Studies & Numbers

Oatly Commissions Study on Performance of Footballers on Plant-Based Diet

A study commissioned by Oatly has concluded that footballers perform equally well on plant-based and conventional diets.

The research was carried out by the outpatient clinic of the University of Potsdam, the Institute for Nutritional Medicine of the University Hospital Schleswig-Holstein, and the Research Institute for Plant-Based Nutrition (IFPE) in Biebertal. Oatly had no influence on the implementation of the study.

“Although plant-based diets have long been accepted in society, certain preconceptions persist in the world of sports”

18 footballers from German regional league team SV Babelsberg 03 took part in the research, with some adopting a plant-based diet and others continuing with their ordinary eating habits. The players’ athletic performance was assessed before and after the eight-week trial, with no changes found. However, researchers emphasise that further studies are needed to confirm the results.

Footballers who adopted a plant-based diet also cut their carbon footprint by an average of 30%, as calculated by the ifeu Institute.

Study finds footballers peform equally well on plant-based diet
Image supplied by Oatly.

“I had always wanted to try a plant-based diet and am glad that I had the opportunity to do so as part of the study. I’m sure this experience will have an impact on my future eating habits and I’ll swap that piece of meat for a plant-based alternative more often,” said midfielder Tino Schmidt, who participated in the research.

Plant-based footballers

A growing number of footballers are adopting plant-based diets, and the UK is even home to a fully vegan football team. Elsewhere in the world, players such as Switzerland’s Yann Sommer have invested in vegan companies, while international footballer Chris Smalling has helped to launch a VC consultancy for companies addressing climate change.

Sportswear brands such as Adidas and Puma are also making life easier for vegan footballers by launching animal-free football gear.

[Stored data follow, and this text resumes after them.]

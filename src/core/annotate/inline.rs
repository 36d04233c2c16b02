//! Braces spliced directly into `align*` rows
//!
//! A single-line entry becomes a `\Big\}` at the end of its row. A ranged
//! entry wraps its rows in an `aligned` block closed by a stretching
//! `\right\}`, so the brace is exactly as tall as the rows it covers.
//!
//! Interior rows of a range only gain a tab in the LaTeX source; the typeset
//! rows keep their indentation. A range that encloses other braces ends after
//! them, so its `\hspace` is measured from the furthest enclosed brace.

use super::{cm, AnnotationEntry, OffsetTable};
use crate::core::render::RenderedDocument;

const RANGE_OPEN: &str = r"\left.\begin{aligned}& ";

fn label_suffix(label: &str) -> String {
    if label.is_empty() {
        String::new()
    } else {
        format!(r"\ \text{{{}}}", label)
    }
}

/// Splice `entries` into the rows of a math document. Entries must already
/// be validated against the document's line count.
pub fn splice(doc: &mut RenderedDocument, entries: &[AnnotationEntry], offsets: &OffsetTable) {
    for entry in entries.iter().filter(|e| e.is_inline()) {
        if let Some(line) = doc.line_mut(entry.start) {
            line.body.push_str(&format!(
                r"\hspace{{{}cm}}\Big\}}{}",
                cm(offsets.position(entry.level)),
                label_suffix(&entry.label)
            ));
        }
    }

    // Innermost first: later (outer) ranges prepend before and append after.
    let mut ranged: Vec<&AnnotationEntry> = entries.iter().filter(|e| !e.is_inline()).collect();
    ranged.sort_by_key(|e| (e.span(), e.level));

    for (i, entry) in ranged.iter().enumerate() {
        let enclosed = entries
            .iter()
            .filter(|e| e.is_inline())
            .chain(ranged[..i].iter().copied())
            .filter(|e| entry.contains(e))
            .map(|e| offsets.position(e.level))
            .fold(None, |max: Option<f64>, p| Some(max.map_or(p, |m| m.max(p))));
        let shift = match enclosed {
            Some(inner) => (offsets.position(entry.level) - inner).max(0.0),
            None => offsets.position(entry.level),
        };

        if let Some(line) = doc.line_mut(entry.start) {
            line.body.insert_str(0, RANGE_OPEN);
        }
        for number in entry.start + 1..entry.end {
            if let Some(line) = doc.line_mut(number) {
                line.lead.insert(0, '\t');
            }
        }
        if let Some(line) = doc.line_mut(entry.end) {
            line.body.push_str(&format!(
                r"\end{{aligned}}\hspace{{{}cm}}\right\}}{}",
                cm(shift),
                label_suffix(&entry.label)
            ));
        }
    }
}
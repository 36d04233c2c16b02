//! Pseudocode scanner
//!
//! Converts source text into a contiguous token stream. The active mode
//! (top of the mode stack) selects the ordered rule list; see [`super::rules`].

use super::rules::{rules_for, Emit, Mode, Rule, Transition};
use super::token::{Token, TokenKind};
use crate::utils::error::{ConversionError, ConversionResult, ConversionWarning};

/// Tokens plus the non-fatal issues found while scanning
#[derive(Debug, Clone, Default)]
pub struct Lexed {
    pub tokens: Vec<Token>,
    pub warnings: Vec<ConversionWarning>,
}

/// The scanner state
pub struct Lexer<'a> {
    source: &'a str,
    pos: usize,
    modes: Vec<Mode>,
    /// Reject unclassified input instead of emitting `Text`
    strict: bool,
    /// Offset of the `$` that opened the current math span
    math_opened_at: Option<usize>,
    out: Lexed,
}

impl<'a> Lexer<'a> {
    /// Create a new lexer for the given input
    pub fn new(source: &'a str) -> Self {
        Lexer {
            source,
            pos: 0,
            modes: vec![Mode::Normal],
            strict: false,
            math_opened_at: None,
            out: Lexed::default(),
        }
    }

    pub fn strict(mut self, strict: bool) -> Self {
        self.strict = strict;
        self
    }

    fn mode(&self) -> Mode {
        self.modes.last().copied().unwrap_or(Mode::Normal)
    }

    /// Returns true if the character before `pos` continues a word.
    fn inside_word(&self) -> bool {
        self.source[..self.pos]
            .chars()
            .next_back()
            .is_some_and(|c| c.is_alphanumeric() || c == '_')
    }

    /// First rule of the active mode matching at the current position.
    fn find_rule(&self) -> Option<(&'static Rule, regex::Captures<'a>)> {
        let rest = &self.source[self.pos..];
        let inside_word = self.inside_word();
        rules_for(self.mode())
            .iter()
            .filter(|rule| !(rule.word_start && inside_word))
            .find_map(|rule| {
                let caps = rule.pattern.captures(rest)?;
                let consumed = caps.get(0).map_or(0, |m| m.len());
                if consumed == 0 && !matches!(rule.emit, Emit::Peek) {
                    return None;
                }
                Some((rule, caps))
            })
    }

    /// Run the scanner to the end of the input
    pub fn tokenize(mut self) -> ConversionResult<Lexed> {
        while self.pos < self.source.len() {
            let (rule, caps) = match self.find_rule() {
                Some(found) => found,
                None => return Err(self.unclassified_error(self.pos)),
            };

            if rule.unclassified && self.strict {
                return Err(self.unclassified_error(self.pos));
            }

            let start = self.pos;
            match rule.emit {
                Emit::Whole(kind) => {
                    let text = &caps[0];
                    self.push(start, kind, text);
                    self.pos += text.len();
                }
                Emit::Groups(kinds) => {
                    for (idx, kind) in kinds.iter().enumerate() {
                        if let Some(group) = caps.get(idx + 1) {
                            if !group.as_str().is_empty() {
                                self.push(start + group.start(), *kind, group.as_str());
                            }
                        }
                    }
                    self.pos += caps[0].len();
                }
                Emit::Peek => {}
            }

            self.transition(rule.transition, start);
        }

        if let Some(opened) = self.math_opened_at.take() {
            self.warn_unterminated(opened);
        }

        Ok(self.out)
    }

    fn push(&mut self, offset: usize, kind: TokenKind, text: &str) {
        self.out.tokens.push(Token::new(offset, kind, text));
    }

    fn transition(&mut self, transition: Transition, at: usize) {
        match transition {
            Transition::Stay => {}
            Transition::Push(mode) => {
                if mode == Mode::Math {
                    self.math_opened_at = Some(at);
                }
                self.modes.push(mode);
            }
            Transition::Pop => {
                if self.mode() == Mode::Math {
                    self.math_opened_at = None;
                }
                if self.modes.len() > 1 {
                    self.modes.pop();
                }
            }
            Transition::Reset => {
                if let Some(opened) = self.math_opened_at.take() {
                    self.warn_unterminated(opened);
                }
                self.modes.truncate(1);
            }
        }
    }

    fn warn_unterminated(&mut self, opened: usize) {
        let (line, _) = line_col(self.source, opened);
        self.out.warnings.push(
            ConversionWarning::new("inline math span closed at end of line")
                .at_line(line)
                .with_suggestion("add the closing '$'"),
        );
    }

    fn unclassified_error(&self, offset: usize) -> ConversionError {
        let (line, column) = line_col(self.source, offset);
        let snippet: String = self.source[offset..]
            .chars()
            .take_while(|c| !c.is_whitespace())
            .take(16)
            .collect();
        ConversionError::lexical(format!("unclassified input '{}'", snippet), line, column)
    }
}

/// 1-based line and column for a byte offset
pub fn line_col(source: &str, offset: usize) -> (usize, usize) {
    let mut line = 1;
    let mut col = 1;

    for (i, c) in source.char_indices() {
        if i >= offset {
            break;
        }
        if c == '\n' {
            line += 1;
            col = 1;
        } else {
            col += 1;
        }
    }

    (line, col)
}
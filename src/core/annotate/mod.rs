//! Annotation braces
//!
//! A document may end with an annotation block and an offset directive:
//!
//! ```text
//! for i <- 1 to n do
//!     swap(A[i], A[n - i])
//! return A
//! :
//! :{1}{1:2}"loop"
//! :{0}{3}result
//! >{0.5}{1.5, 1}
//! ```
//!
//! Each entry asks for a curly brace of the given nesting level next to one
//! line or a range of lines. The directive gives the horizontal position of
//! the first level and the increment per level. Both are stripped from the
//! source before tokenization (see [`metadata`]) and spliced back into the
//! rendered lines afterwards, either inline ([`inline`]) or as a TikZ
//! overlay ([`diagram`]).

pub mod diagram;
pub mod inline;
pub mod metadata;

pub use metadata::{extract_metadata, Metadata};

use super::options::{BraceStyle, OutputMode, RenderOptions};
use super::render::RenderedDocument;
use crate::utils::error::{ConversionError, ConversionResult, ConversionWarning};

/// Horizontal placement of brace levels, in centimetres
#[derive(Debug, Clone, PartialEq)]
pub struct OffsetTable {
    pub base_shift: f64,
    /// Distance from level `n` to level `n + 1`
    pub increments: Vec<f64>,
}

impl OffsetTable {
    pub fn new(base_shift: f64, increments: Vec<f64>) -> Self {
        OffsetTable {
            base_shift,
            increments,
        }
    }

    pub fn is_empty(&self) -> bool {
        self.increments.is_empty()
    }

    /// Distance of `level` from level 0. Levels past the end of the table
    /// reuse the last increment.
    pub fn level_offset(&self, level: usize) -> f64 {
        let last = match self.increments.last() {
            Some(last) => *last,
            None => return 0.0,
        };
        (0..level)
            .map(|i| self.increments.get(i).copied().unwrap_or(last))
            .sum()
    }

    /// Absolute horizontal position of `level`
    pub fn position(&self, level: usize) -> f64 {
        self.base_shift + self.level_offset(level)
    }

    /// Returns true if `level` needs increments the table does not supply.
    pub fn extrapolates(&self, level: usize) -> bool {
        level > self.increments.len()
    }
}

/// One brace request from the annotation block
#[derive(Debug, Clone, PartialEq)]
pub struct AnnotationEntry {
    pub level: usize,
    /// First covered line, 1-based
    pub start: usize,
    /// Last covered line, inclusive
    pub end: usize,
    pub label: String,
    /// Line of the entry in the original source
    pub source_line: usize,
}

impl AnnotationEntry {
    /// Single-line brace
    pub fn is_inline(&self) -> bool {
        self.start == self.end
    }

    pub fn span(&self) -> usize {
        self.end.saturating_sub(self.start) + 1
    }

    pub fn contains(&self, other: &AnnotationEntry) -> bool {
        self.start <= other.start && other.end <= self.end
    }

    /// Ranges share lines without one containing the other.
    pub fn partially_overlaps(&self, other: &AnnotationEntry) -> bool {
        let disjoint = self.end < other.start || other.end < self.start;
        !disjoint && !self.contains(other) && !other.contains(self)
    }
}

/// Check entries against the offset table and the rendered line count.
pub fn validate(
    entries: &[AnnotationEntry],
    offsets: Option<&OffsetTable>,
    line_count: usize,
) -> ConversionResult<()> {
    if entries.is_empty() {
        return Ok(());
    }
    let offsets = match offsets {
        Some(offsets) => offsets,
        None => {
            return Err(ConversionError::annotation(
                "annotation entries present but no offset directive '>{shift}{offsets}' found",
            ))
        }
    };

    for entry in entries {
        if entry.level > 0 && offsets.is_empty() {
            return Err(ConversionError::annotation_at(
                format!("brace level {} used but the offset list is empty", entry.level),
                entry.source_line,
            ));
        }
        if entry.start > entry.end {
            return Err(ConversionError::annotation_at(
                format!("range {}:{} starts after it ends", entry.start, entry.end),
                entry.source_line,
            ));
        }
        if entry.start == 0 || entry.end > line_count {
            return Err(ConversionError::annotation_at(
                format!(
                    "range {}:{} is outside the document (lines 1 to {})",
                    entry.start, entry.end, line_count
                ),
                entry.source_line,
            ));
        }
    }

    for (i, a) in entries.iter().enumerate() {
        for b in &entries[i + 1..] {
            if a.partially_overlaps(b) {
                return Err(ConversionError::annotation_at(
                    format!(
                        "range {}:{} partially overlaps range {}:{} (from line {})",
                        b.start, b.end, a.start, a.end, a.source_line
                    ),
                    b.source_line,
                ));
            }
        }
    }
    Ok(())
}

/// Centimetre value as TikZ and `\hspace` expect it
pub(crate) fn cm(value: f64) -> String {
    let rounded = (value * 10_000.0).round() / 10_000.0;
    if rounded == 0.0 {
        "0".to_string()
    } else {
        rounded.to_string()
    }
}

/// Validate `metadata` and splice its braces into `doc`.
pub fn splice_annotations(
    doc: &mut RenderedDocument,
    metadata: &Metadata,
    name: &str,
    options: &RenderOptions,
) -> ConversionResult<Vec<ConversionWarning>> {
    if metadata.entries.is_empty() {
        return Ok(Vec::new());
    }
    validate(&metadata.entries, metadata.offsets.as_ref(), doc.line_count())?;
    let offsets = match metadata.offsets {
        Some(ref offsets) => offsets,
        None => return Err(ConversionError::annotation("missing offset directive")),
    };

    let mut warnings = Vec::new();
    for entry in &metadata.entries {
        if entry.level > 0 && offsets.extrapolates(entry.level) {
            warnings.push(
                ConversionWarning::new(format!(
                    "no offset given for brace level {}; reusing the last increment",
                    entry.level
                ))
                .at_line(entry.source_line)
                .with_suggestion("extend the offset list in the '>' directive"),
            );
        }
    }

    match (options.brace_style(), doc.mode) {
        (BraceStyle::Inline, OutputMode::Math) => {
            inline::splice(doc, &metadata.entries, offsets);
        }
        (BraceStyle::Inline, OutputMode::Verbatim) => {
            return Err(ConversionError::annotation(
                "inline braces need math output; use the diagram style for verbatim blocks",
            ));
        }
        (BraceStyle::Diagram, _) => {
            diagram::splice(doc, &metadata.entries, offsets, name)?;
        }
    }
    Ok(warnings)
}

“Although plant-based diets have long been accepted in society, certain preconceptions persist in the world of sports around them being thought of as unsuitable for the needs of high-performance athletes,” said Helge Weitz, general manager at Oatly DACH. “Sustainable food systems and nutrition are essential for the health of the planet and our future and we’re committed to helping to drive this change by converting dairy users into Oatly users and educating people on the benefits of plant-based alternatives.”